La reconstrucción histórica que emerge de Las señoritas, además, se despliega en tres líneas. La primera nos permite espiar cómo era el lugar que ocupaban las mujeres en el mundo cuando promediaba el siglo XIX. Y allí están las historias como la de Sarah Eccleston, una joven nacida en el estado de Pensilvania que se convirtió en la oveja negra de su distinguida familia a fuerza de contrariar los deseos maternos. Tres veces los contrarió: uno, al anotarse en un curso de enfermería a los dieciocho años; dos, al casarse luego con un muchacho de salud frágil. Y tres: cuando, ya viuda, en lugar de volver a la casa de sus padres, decidió mudarse a Filadelfia para especializarse en la docencia. El siglo XIX es también un tiempo habitado por mujeres atravesadas por un rasgo particular; mujeres en sacrificio: “Durante la escritura de una biografía sobre la familia Brontë que hice entre 2009 y 2016 —dice Laura— me llamó vivamente la atención que el padre mandara a sus hijas a trabajar de gobernantas para sufragar los estudios y las prácticas de su hijo varón. Esa noción de sacrificio en la mujer, esa entrega del propio ser, no siempre voluntaria y a veces en franca disconformidad, volvió a aparecer en esta investigación”. Las señoritas de Sarmiento, en efecto, emprendían el cruce oceánico motivadas por el espíritu de aventura, pero había en esa aventura otra implicancia: la de trabajar en una tierra salvaje, con personas a las que ellas consideraban menos cultivadas, tal como puede leerse en la biografía se Sara Armstrong y de cada una de las maestras que viajaron al sur de América. Mujeres que se amaban, también, y allí está la historia de Mary Olive Morse y Margaret Collord, dos señoritas que eligieron a Mendoza para vivir una historia de amor que duró cincuenta y tres años y a la que solo la muerte de ambas, ocurrida con solo cuatro meses de diferencia, pudo poner punto final —y en realidad, tampoco la muerte acabó con ese amor; ni la muerte ni el fuego: a pesar de que el sobrino de uno de ellas incendió la Chacra en la que vivieron, quizás para quemar cartas y poemas que una familia religiosa no querría leer, la vajilla para dos y el tiempo que pasaron juntas supieron hablar por ellas—.

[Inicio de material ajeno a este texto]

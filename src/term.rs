//! Terminal screen for the runner binary.
//!
//! Drawing is deliberately plain: the snapshot is turned into text lines by
//! [`render_lines`] (pure, so it can be tested) and flushed with crossterm.

use std::borrow::Cow;
use std::io::{self, Write};

use anyhow::Result;
use crossterm::{
    cursor, event,
    style::{Color, Print, ResetColor, SetForegroundColor},
    terminal, QueueableCommand,
};

use crate::core::GameSnapshot;
use crate::types::{Cell, PieceKind, BOARD_WIDTH, CELL_PX};

const NEXT_ROW: usize = 4;
const BANNER_ROW: usize = 10;

/// A run of text drawn in the colour of `cell` (0 draws in the default colour)
#[derive(Debug, Clone, PartialEq, Eq)]
pub struct Span {
    pub text: Cow<'static, str>,
    pub cell: Cell,
}

impl Span {
    fn plain(text: impl Into<Cow<'static, str>>) -> Self {
        Self {
            text: text.into(),
            cell: 0,
        }
    }

    fn cell(cell: Cell) -> Self {
        Self {
            text: Cow::Borrowed("[]"),
            cell,
        }
    }
}

/// Styled rows of the playfield plus a status column
pub fn render_rows(snapshot: &GameSnapshot) -> Vec<Vec<Span>> {
    let grid = snapshot.composed_board();
    let mut rows = Vec::with_capacity(grid.len() + 2);

    let border = format!("+{}+", "--".repeat(BOARD_WIDTH));
    rows.push(vec![Span::plain(border.clone())]);
    for (y, row) in grid.iter().enumerate() {
        let mut spans = Vec::with_capacity(BOARD_WIDTH + 8);
        spans.push(Span::plain("|"));
        for (x, &cell) in row.iter().enumerate() {
            spans.push(if cell != 0 {
                Span::cell(cell)
            } else if has_particle(snapshot, x, y) {
                Span::plain(" *")
            } else {
                Span::plain(" .")
            });
        }
        spans.push(Span::plain("|"));
        let status = status_spans(snapshot, y);
        if !status.is_empty() {
            spans.push(Span::plain("  "));
            spans.extend(status);
        }
        rows.push(spans);
    }
    rows.push(vec![Span::plain(border)]);
    rows
}

/// Plain text of [`render_rows`]
pub fn render_lines(snapshot: &GameSnapshot) -> Vec<String> {
    render_rows(snapshot)
        .iter()
        .map(|spans| spans.iter().map(|span| span.text.as_ref()).collect::<String>())
        .collect()
}

fn has_particle(snapshot: &GameSnapshot, x: usize, y: usize) -> bool {
    snapshot.particles.iter().any(|p| {
        p.x >= 0.0
            && p.y >= 0.0
            && (p.x / CELL_PX) as usize == x
            && (p.y / CELL_PX) as usize == y
    })
}

fn banner(snapshot: &GameSnapshot) -> Option<&'static str> {
    if snapshot.playable() {
        return snapshot.is_fast_drop.then_some("fast drop");
    }
    Some(if snapshot.game_over {
        "GAME OVER - Enter to restart"
    } else if snapshot.is_paused {
        "PAUSED - p to resume"
    } else {
        "Press Enter to start"
    })
}

fn status_spans(snapshot: &GameSnapshot, row: usize) -> Vec<Span> {
    let text = match row {
        0 => format!("Score: {}", snapshot.score),
        1 => format!("Lines: {}", snapshot.lines),
        2 => format!("Level: {}", snapshot.level),
        NEXT_ROW => format!(
            "Next:  {}",
            snapshot.next.map_or("-", |next| next.kind.as_str())
        ),
        BANNER_ROW => return banner(snapshot).map(Span::plain).into_iter().collect(),
        12 => "arrows: move  up/space: rotate".to_string(),
        13 => "p: pause  q: quit".to_string(),
        _ => return next_preview(snapshot, row),
    };
    vec![Span::plain(text)]
}

/// One row of the next-piece shape, drawn under the "Next:" label
fn next_preview(snapshot: &GameSnapshot, row: usize) -> Vec<Span> {
    let Some(next) = snapshot.next else {
        return Vec::new();
    };
    let Some(cells) = row
        .checked_sub(NEXT_ROW + 1)
        .and_then(|r| next.shape.rows().get(r))
    else {
        return Vec::new();
    };
    cells
        .iter()
        .map(|&v| if v != 0 { Span::cell(v) } else { Span::plain("  ") })
        .collect()
}

fn cell_color(cell: Cell) -> Color {
    match PieceKind::from_cell(cell) {
        Some(PieceKind::I) => Color::Cyan,
        Some(PieceKind::O) => Color::Yellow,
        Some(PieceKind::T) => Color::Magenta,
        Some(PieceKind::S) => Color::Green,
        Some(PieceKind::Z) => Color::Red,
        Some(PieceKind::J) => Color::Blue,
        Some(PieceKind::L) => Color::DarkYellow,
        None => Color::Reset,
    }
}

pub struct TerminalScreen {
    stdout: io::Stdout,
    buf: Vec<u8>,
    key_release_events: bool,
}

impl TerminalScreen {
    pub fn new() -> Self {
        Self {
            stdout: io::stdout(),
            buf: Vec::with_capacity(16 * 1024),
            key_release_events: false,
        }
    }

    /// Whether the terminal reports key-release events
    pub fn key_release_events(&self) -> bool {
        self.key_release_events
    }

    pub fn enter(&mut self) -> Result<()> {
        terminal::enable_raw_mode()?;
        self.key_release_events = terminal::supports_keyboard_enhancement().unwrap_or(false);
        self.buf.clear();
        self.buf.queue(terminal::EnterAlternateScreen)?;
        self.buf.queue(cursor::Hide)?;
        if self.key_release_events {
            self.buf.queue(event::PushKeyboardEnhancementFlags(
                event::KeyboardEnhancementFlags::REPORT_EVENT_TYPES,
            ))?;
        }
        self.flush_buf()
    }

    pub fn exit(&mut self) -> Result<()> {
        self.buf.clear();
        if self.key_release_events {
            self.buf.queue(event::PopKeyboardEnhancementFlags)?;
        }
        self.buf.queue(ResetColor)?;
        self.buf.queue(cursor::Show)?;
        self.buf.queue(terminal::LeaveAlternateScreen)?;
        self.flush_buf()?;
        terminal::disable_raw_mode()?;
        Ok(())
    }

    pub fn draw(&mut self, snapshot: &GameSnapshot) -> Result<()> {
        self.buf.clear();
        for (y, spans) in render_rows(snapshot).iter().enumerate() {
            self.buf.queue(cursor::MoveTo(0, y as u16))?;
            self.buf.queue(terminal::Clear(terminal::ClearType::UntilNewLine))?;
            for span in spans {
                self.buf.queue(SetForegroundColor(cell_color(span.cell)))?;
                self.buf.queue(Print(span.text.as_ref()))?;
            }
        }
        self.buf.queue(ResetColor)?;
        self.flush_buf()
    }

    fn flush_buf(&mut self) -> Result<()> {
        self.stdout.write_all(&self.buf)?;
        self.stdout.flush()?;
        Ok(())
    }
}

impl Default for TerminalScreen {
    fn default() -> Self {
        Self::new()
    }
}

#[cfg(test)]
mod tests {
    use super::*;
    use crate::core::{get_spawn_shape, NextSnapshot};
    use crate::types::BOARD_HEIGHT;

    #[test]
    fn test_idle_screen() {
        let snap = GameSnapshot::default();
        let lines = render_lines(&snap);

        assert_eq!(lines.len(), BOARD_HEIGHT + 2);
        assert!(lines[BANNER_ROW + 1].ends_with("Press Enter to start"));
        assert!(lines[NEXT_ROW + 1].ends_with("Next:  -"));
    }

    #[test]
    fn test_locked_cells_are_drawn() {
        let mut snap = GameSnapshot::default();
        snap.board[19][0] = 3;
        let lines = render_lines(&snap);
        assert!(lines[20].starts_with("|[] ."));
    }

    #[test]
    fn test_game_over_banner() {
        let snap = GameSnapshot {
            game_over: true,
            score: 1200,
            ..GameSnapshot::default()
        };
        let lines = render_lines(&snap);
        assert!(lines[1].ends_with("Score: 1200"));
        assert!(lines[BANNER_ROW + 1].contains("GAME OVER"));
    }

    #[test]
    fn test_running_game_has_no_banner_until_fast_drop() {
        let mut snap = GameSnapshot {
            game_started: true,
            ..GameSnapshot::default()
        };
        assert!(render_lines(&snap)[BANNER_ROW + 1].ends_with('|'));

        snap.is_fast_drop = true;
        assert!(render_lines(&snap)[BANNER_ROW + 1].ends_with("fast drop"));
    }

    #[test]
    fn test_next_piece_preview_shape() {
        let snap = GameSnapshot {
            next: Some(NextSnapshot {
                kind: PieceKind::T,
                shape: get_spawn_shape(PieceKind::T),
            }),
            ..GameSnapshot::default()
        };
        let rows = render_rows(&snap);
        // Border, ten board cells, border, gap, then the preview.
        let preview = &rows[NEXT_ROW + 2][BOARD_WIDTH + 3..];
        let cells: Vec<Cell> = preview.iter().map(|span| span.cell).collect();
        let t = PieceKind::T.cell_value();
        assert_eq!(cells, vec![0, t, 0]);
    }

    #[test]
    fn test_cells_keep_their_own_colour() {
        let mut snap = GameSnapshot::default();
        snap.board[19][0] = PieceKind::I.cell_value();
        snap.board[19][1] = PieceKind::Z.cell_value();
        let rows = render_rows(&snap);

        assert_eq!(rows[20][1], Span::cell(PieceKind::I.cell_value()));
        assert_eq!(rows[20][2], Span::cell(PieceKind::Z.cell_value()));
        assert_eq!(cell_color(rows[20][2].cell), Color::Red);
    }
}
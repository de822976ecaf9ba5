//! Blockfall (workspace facade crate).
//!
//! Re-exports the workspace crates under one roof so that the binary,
//! integration tests and benches can use `blockfall::{core, input, runtime, types}`.

pub mod term;

pub use blockfall_core as core;
pub use blockfall_input as input;
pub use blockfall_runtime as runtime;
pub use blockfall_types as types;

Una segunda línea de lectura, en tanto, nos permite reconstruir algunos rasgos de aquella etapa de la educación en Argentina, siempre vistos a los ojos de las señoritas —y allí está Florence Atkinson escribiendo sentencias definitivas: “no existe tal cosa como la justicia en este país”; “la falta de orden en la escuela es algo espantoso”; “muchos de los cargos de profesores son creados con el solo objetivo de dar a algún amigo del gobierno un salario por nada. Por ejemplo, fue nombrado profesor de gimnasia un hombre que nunca había visto ni oído nada sobre el tema (…); en otras palabras, iba a recibir un sueldo por seis meses por absolutamente nada de trabajo. Eso es un ejemplo de honestidad de acuerdo con la idea argentina, con lo cual no es extraño que los estudiantes del colegio aprendan poco”—.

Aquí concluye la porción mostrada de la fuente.